--Operating return on equity of 12.6 percent
--Statutory combined ratio(1) of 99.5 percent
--Book value of $25.08 per share; up 8 percent from year-end 2008
--Dividend raised 8 percent to $1.30 per share on an annualized basis; up more than 70 percent over the last three years
--$25 million share repurchase program announced
Harleysville Group Inc. (NASDAQ:HGIC) today reported diluted operating income of $0.72 per share for the second quarter of 2009, compared to $0.31 per share in the second quarter of 2008. For the six-month periods, the company reported diluted operating income of $1.34 per share in 2009 and $1.11 per share in 2008. Operating income is a non-GAAP financial measure defined by the company as net income excluding after-tax realized gains and losses on investments. See below for the company's reported GAAP net income.
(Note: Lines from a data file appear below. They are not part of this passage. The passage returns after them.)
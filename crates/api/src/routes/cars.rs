//! Listing routes, including multipart uploads and search-by-image.

use axum::{
    extract::{
        Multipart, Path, State,
        multipart::{Field, MultipartRejection},
    },
    http::StatusCode,
};

use crate::error::{ApiJson, AppError, Result};
use crate::middleware::RequireAuth;
use crate::models::{Car, CarView, SellerName};
use crate::services::images::MAX_IMAGE_BYTES;
use crate::services::listings::{ListingDraft, ListingService, SellerContact, Upload};
use crate::state::AppState;

/// Multipart field carrying listing photos (repeated).
const IMAGES_FIELD: &str = "images";

/// Multipart field carrying the photo to search by.
const SEARCH_IMAGE_FIELD: &str = "image";

fn listings(state: &AppState) -> ListingService<'_> {
    ListingService::new(state.store(), state.images(), state.assistant())
}

/// GET /api/cars
///
/// # Errors
///
/// 500 if the store fails.
pub async fn index(State(state): State<AppState>) -> Result<ApiJson<Vec<CarView<SellerName>>>> {
    let cars = listings(&state).list().await?;
    Ok(ApiJson(
        cars.into_iter().map(|c| c.into_public_view()).collect(),
    ))
}

/// GET /api/cars/{id}
///
/// # Errors
///
/// 404 if the listing does not exist.
pub async fn show(State(state): State<AppState>, Path(id): Path<String>) -> Result<ApiJson<Car>> {
    Ok(ApiJson(listings(&state).get(&id).await?))
}

/// GET /api/cars/my
///
/// # Errors
///
/// 401 without a valid credential.
pub async fn mine(
    State(state): State<AppState>,
    RequireAuth(identity): RequireAuth,
) -> Result<ApiJson<Vec<Car>>> {
    Ok(ApiJson(listings(&state).mine(&identity).await?))
}

/// GET /api/cars/{id}/contact
///
/// # Errors
///
/// 401 without a valid credential, 404 if the listing does not exist.
pub async fn contact(
    State(state): State<AppState>,
    RequireAuth(_identity): RequireAuth,
    Path(id): Path<String>,
) -> Result<ApiJson<SellerContact>> {
    Ok(ApiJson(listings(&state).seller_contact(&id).await?))
}

/// POST /api/cars (multipart)
///
/// Text fields `make`, `model`, `year`, `price`, `mileage`, `condition`,
/// `engine`, `transmission`, `color`, plus 1 to 5 `images` files.
///
/// # Errors
///
/// 400 for invalid fields or photos, 401 without a valid credential.
pub async fn create(
    State(state): State<AppState>,
    RequireAuth(identity): RequireAuth,
    multipart: std::result::Result<Multipart, MultipartRejection>,
) -> Result<(StatusCode, ApiJson<Car>)> {
    let mut multipart = multipart?;
    let mut draft = ListingDraft::default();
    let mut uploads = Vec::new();

    while let Some(field) = multipart.next_field().await? {
        let name = field.name().unwrap_or_default().to_owned();
        if name == IMAGES_FIELD {
            uploads.push(read_upload(field).await?);
            continue;
        }

        let slot = match name.as_str() {
            "make" => &mut draft.make,
            "model" => &mut draft.model,
            "year" => &mut draft.year,
            "price" => &mut draft.price,
            "mileage" => &mut draft.mileage,
            "condition" => &mut draft.condition,
            "engine" => &mut draft.engine,
            "transmission" => &mut draft.transmission,
            "color" => &mut draft.color,
            _ => {
                tracing::debug!(field = %name, "Ignoring unknown listing field");
                continue;
            }
        };
        *slot = Some(field.text().await?);
    }

    let car = listings(&state).create(&identity, draft, uploads).await?;
    Ok((StatusCode::CREATED, ApiJson(car)))
}

/// POST /api/cars/search-by-image (multipart, field `image`)
///
/// # Errors
///
/// 400 without a usable photo, 404 when nothing matches, 502 when the AI
/// call fails, 503 when AI is not configured.
pub async fn search_by_image(
    State(state): State<AppState>,
    multipart: std::result::Result<Multipart, MultipartRejection>,
) -> Result<ApiJson<Vec<Car>>> {
    let mut multipart = multipart?;
    let mut image = None;
    while let Some(field) = multipart.next_field().await? {
        if field.name() == Some(SEARCH_IMAGE_FIELD) {
            image = Some(read_upload(field).await?);
            break;
        }
    }
    let image =
        image.ok_or_else(|| AppError::BadRequest("Please upload an image file.".to_string()))?;

    let cars = listings(&state)
        .search_by_image(&image.bytes, &image.content_type)
        .await?;
    Ok(ApiJson(cars))
}

async fn read_upload(field: Field<'_>) -> Result<Upload> {
    let content_type = field
        .content_type()
        .unwrap_or("application/octet-stream")
        .to_owned();
    let bytes = field.bytes().await?;
    if bytes.len() > MAX_IMAGE_BYTES {
        return Err(AppError::BadRequest(format!(
            "Each image must be at most {} MiB",
            MAX_IMAGE_BYTES / (1024 * 1024)
        )));
    }
    Ok(Upload {
        bytes: bytes.to_vec(),
        content_type,
    })
}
"I'm pleased to report that we had a strong overall performance in the second quarter," commented Michael L. Browne, Harleysville Group's president and chief executive officer. "Our operating return on equity (ROE) for the trailing 12 months was 12.6 percent, exceeding our long-term ROE goal of at least 12 percent. We also reported a statutory combined ratio of 99.5 percent, and operating income of $0.72 per share.
"Our balance sheet remains strong, with our book value increasing 8 percent to $25.08 from $23.18 at year-end 2008," Browne continued. "At the same time, our capital management efforts continue to differentiate us from our competitors. As we announced earlier today, we are increasing our dividend by 8 percent to an annualized $1.30 per share from $1.20 per share. We also authorized a stock buyback to repurchase up to an additional $25 million, or approximately 3 percent, of our outstanding shares. This new stock repurchase program is our fifth since June 2007. When it's completed, we will have bought back approximately 20 percent of our outstanding shares since the middle of 2007. Our ability to continue increasing our dividend and buying back shares reflects our financial strength, as evidenced by a blue chip investment portfolio, a solid reserve position, a debt-to-capital ratio of 16 percent(2) and a premium-to-surplus ratio of 1.4 to 1. With that as our foundation, we're positioned to continue to be a strong and stable market for our agents' best business."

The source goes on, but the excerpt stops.